◆ Exercise objective
Only lines with the string "dimension" should be returned from the data below.

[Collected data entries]

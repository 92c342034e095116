//! Test doubles for the embedding and completion capabilities.

use std::hash::{DefaultHasher, Hash, Hasher};
use std::sync::atomic::{AtomicUsize, Ordering};
use std::sync::{Arc, Mutex};

use crate::error::LlmError;
use crate::provider::{ChatStream, Completer, EmbedTask, Embedder, Message};

/// Which error a failing double returns.
#[derive(Debug, Clone, Copy, PartialEq, Eq)]
pub enum MockFailure {
    Unauthorized,
    Transient,
    Other,
}

impl MockFailure {
    fn to_error(self) -> LlmError {
        match self {
            Self::Unauthorized => LlmError::Unauthorized {
                provider: "mock".into(),
            },
            Self::Transient => LlmError::Transient {
                provider: "mock".into(),
                reason: "status 503 Service Unavailable".into(),
            },
            Self::Other => LlmError::Other("mock LLM error".into()),
        }
    }
}

/// Deterministic bag-of-words embedder: every lowercase alphanumeric token is
/// hashed into one of `dimension` buckets and the result is L2-normalised, so
/// texts sharing words have a high cosine similarity.
#[derive(Debug, Clone)]
pub struct MockEmbedder {
    pub dimension: usize,
    pub failure: Option<MockFailure>,
    calls: Arc<AtomicUsize>,
}

impl Default for MockEmbedder {
    fn default() -> Self {
        Self::new(64)
    }
}

impl MockEmbedder {
    #[must_use]
    pub fn new(dimension: usize) -> Self {
        Self {
            dimension: dimension.max(1),
            failure: None,
            calls: Arc::new(AtomicUsize::new(0)),
        }
    }

    #[must_use]
    pub fn failing(failure: MockFailure) -> Self {
        Self {
            failure: Some(failure),
            ..Self::default()
        }
    }

    /// Number of texts embedded so far, across clones.
    #[must_use]
    pub fn calls(&self) -> usize {
        self.calls.load(Ordering::Relaxed)
    }

    #[must_use]
    pub fn vector_for(&self, text: &str) -> Vec<f32> {
        let mut v = vec![0.0_f32; self.dimension];
        for token in text
            .split(|c: char| !c.is_alphanumeric())
            .filter(|t| !t.is_empty())
        {
            let mut hasher = DefaultHasher::new();
            token.to_lowercase().hash(&mut hasher);
            #[allow(clippy::cast_possible_truncation)]
            let bucket = (hasher.finish() % self.dimension as u64) as usize;
            v[bucket] += 1.0;
        }
        let norm = v.iter().map(|x| x * x).sum::<f32>().sqrt();
        if norm > 0.0 {
            for x in &mut v {
                *x /= norm;
            }
        }
        v
    }
}

impl Embedder for MockEmbedder {
    async fn embed(&self, text: &str, _task: EmbedTask) -> Result<Vec<f32>, LlmError> {
        if let Some(failure) = self.failure {
            return Err(failure.to_error());
        }
        self.calls.fetch_add(1, Ordering::Relaxed);
        Ok(self.vector_for(text))
    }

    #[allow(clippy::unnecessary_literal_bound)]
    fn model(&self) -> &str {
        "mock-embedding"
    }

    #[allow(clippy::unnecessary_literal_bound)]
    fn name(&self) -> &str {
        "mock"
    }
}

/// Scripted chat completer. Replies are taken from the queue in order, then
/// `default_response` is repeated. Every request is recorded.
#[derive(Debug, Clone)]
pub struct MockCompleter {
    responses: Arc<Mutex<Vec<String>>>,
    requests: Arc<Mutex<Vec<Vec<Message>>>>,
    pub default_response: String,
    pub failure: Option<MockFailure>,
    /// Milliseconds to sleep before returning a response.
    pub delay_ms: u64,
    pub streaming: bool,
}

impl Default for MockCompleter {
    fn default() -> Self {
        Self {
            responses: Arc::new(Mutex::new(Vec::new())),
            requests: Arc::new(Mutex::new(Vec::new())),
            default_response: "mock response".into(),
            failure: None,
            delay_ms: 0,
            streaming: true,
        }
    }
}

impl MockCompleter {
    #[must_use]
    pub fn with_responses(responses: Vec<String>) -> Self {
        Self {
            responses: Arc::new(Mutex::new(responses)),
            ..Self::default()
        }
    }

    #[must_use]
    pub fn failing(failure: MockFailure) -> Self {
        Self {
            failure: Some(failure),
            ..Self::default()
        }
    }

    #[must_use]
    pub fn with_delay(mut self, ms: u64) -> Self {
        self.delay_ms = ms;
        self
    }

    /// Report no streaming support; `complete_stream` then fails.
    #[must_use]
    pub fn without_streaming(mut self) -> Self {
        self.streaming = false;
        self
    }

    /// Messages of every request received so far, across clones.
    ///
    /// # Panics
    ///
    /// Panics if the lock is poisoned.
    #[must_use]
    pub fn requests(&self) -> Vec<Vec<Message>> {
        self.requests.lock().unwrap().clone()
    }
}

impl Completer for MockCompleter {
    async fn complete(&self, messages: &[Message]) -> Result<String, LlmError> {
        self.requests.lock().unwrap().push(messages.to_vec());
        if self.delay_ms > 0 {
            tokio::time::sleep(std::time::Duration::from_millis(self.delay_ms)).await;
        }
        if let Some(failure) = self.failure {
            return Err(failure.to_error());
        }
        let mut responses = self.responses.lock().unwrap();
        if responses.is_empty() {
            Ok(self.default_response.clone())
        } else {
            Ok(responses.remove(0))
        }
    }

    async fn complete_stream(&self, messages: &[Message]) -> Result<ChatStream, LlmError> {
        if !self.streaming {
            return Err(LlmError::Other("mock completer does not stream".into()));
        }
        let response = self.complete(messages).await?;
        let chunks: Vec<_> = response
            .split_inclusive(' ')
            .map(|w| Ok(w.to_owned()))
            .collect();
        Ok(Box::pin(tokio_stream::iter(chunks)))
    }

    fn supports_streaming(&self) -> bool {
        self.streaming
    }

    #[allow(clippy::unnecessary_literal_bound)]
    fn model(&self) -> &str {
        "mock-chat"
    }

    #[allow(clippy::unnecessary_literal_bound)]
    fn name(&self) -> &str {
        "mock"
    }
}

#[cfg(test)]
mod tests {
    use tokio_stream::StreamExt;

    use super::*;

    fn cosine(a: &[f32], b: &[f32]) -> f32 {
        a.iter().zip(b).map(|(x, y)| x * y).sum()
    }

    #[tokio::test]
    async fn similar_texts_score_higher() {
        let e = MockEmbedder::default();
        let q = e.embed("section 420 cheating", EmbedTask::Query).await.unwrap();
        let hit = e
            .embed("Section 420 deals with cheating", EmbedTask::Document)
            .await
            .unwrap();
        let miss = e
            .embed("marriage registration procedure", EmbedTask::Document)
            .await
            .unwrap();
        assert!(cosine(&q, &hit) > cosine(&q, &miss));
        assert_eq!(e.calls(), 3);
    }

    #[tokio::test]
    async fn embedding_is_normalised_and_deterministic() {
        let e = MockEmbedder::new(16);
        let a = e.vector_for("the quick brown fox");
        let b = e.vector_for("the quick brown fox");
        assert_eq!(a, b);
        assert_eq!(a.len(), 16);
        assert!((cosine(&a, &a) - 1.0).abs() < 1e-5);
    }

    #[tokio::test]
    async fn failing_embedder_returns_configured_error() {
        let e = MockEmbedder::failing(MockFailure::Unauthorized);
        let err = e.embed("x", EmbedTask::Query).await.unwrap_err();
        assert!(matches!(err, LlmError::Unauthorized { .. }));
    }

    #[tokio::test]
    async fn completer_replays_script_then_default() {
        let c = MockCompleter::with_responses(vec!["first".into()]);
        assert_eq!(c.complete(&[Message::user("a")]).await.unwrap(), "first");
        assert_eq!(c.complete(&[Message::user("b")]).await.unwrap(), "mock response");
        let requests = c.requests();
        assert_eq!(requests.len(), 2);
        assert_eq!(requests[1][0].content, "b");
    }

    #[tokio::test]
    async fn completer_streams_words() {
        let c = MockCompleter::with_responses(vec!["one two three".into()]);
        let stream = c.complete_stream(&[Message::user("q")]).await.unwrap();
        let parts: Vec<String> = stream.map(Result::unwrap).collect().await;
        assert_eq!(parts, vec!["one ", "two ", "three"]);
    }

    #[tokio::test]
    async fn non_streaming_completer_refuses_streams() {
        let c = MockCompleter::default().without_streaming();
        assert!(!c.supports_streaming());
        assert!(c.complete_stream(&[Message::user("q")]).await.is_err());
        assert_eq!(c.complete(&[Message::user("q")]).await.unwrap(), "mock response");
    }

    #[tokio::test]
    async fn failing_completer_is_transient() {
        let c = MockCompleter::failing(MockFailure::Transient);
        let err = c.complete(&[Message::user("q")]).await.unwrap_err();
        assert!(err.is_transient());
    }
}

◆ Answer below
/// hashed into one of `dimension` buckets and the result is L2-normalised, so
    pub dimension: usize,
    pub fn new(dimension: usize) -> Self {
            dimension: dimension.max(1),
        let mut v = vec![0.0_f32; self.dimension];
            let bucket = (hasher.finish() % self.dimension as u64) as usize;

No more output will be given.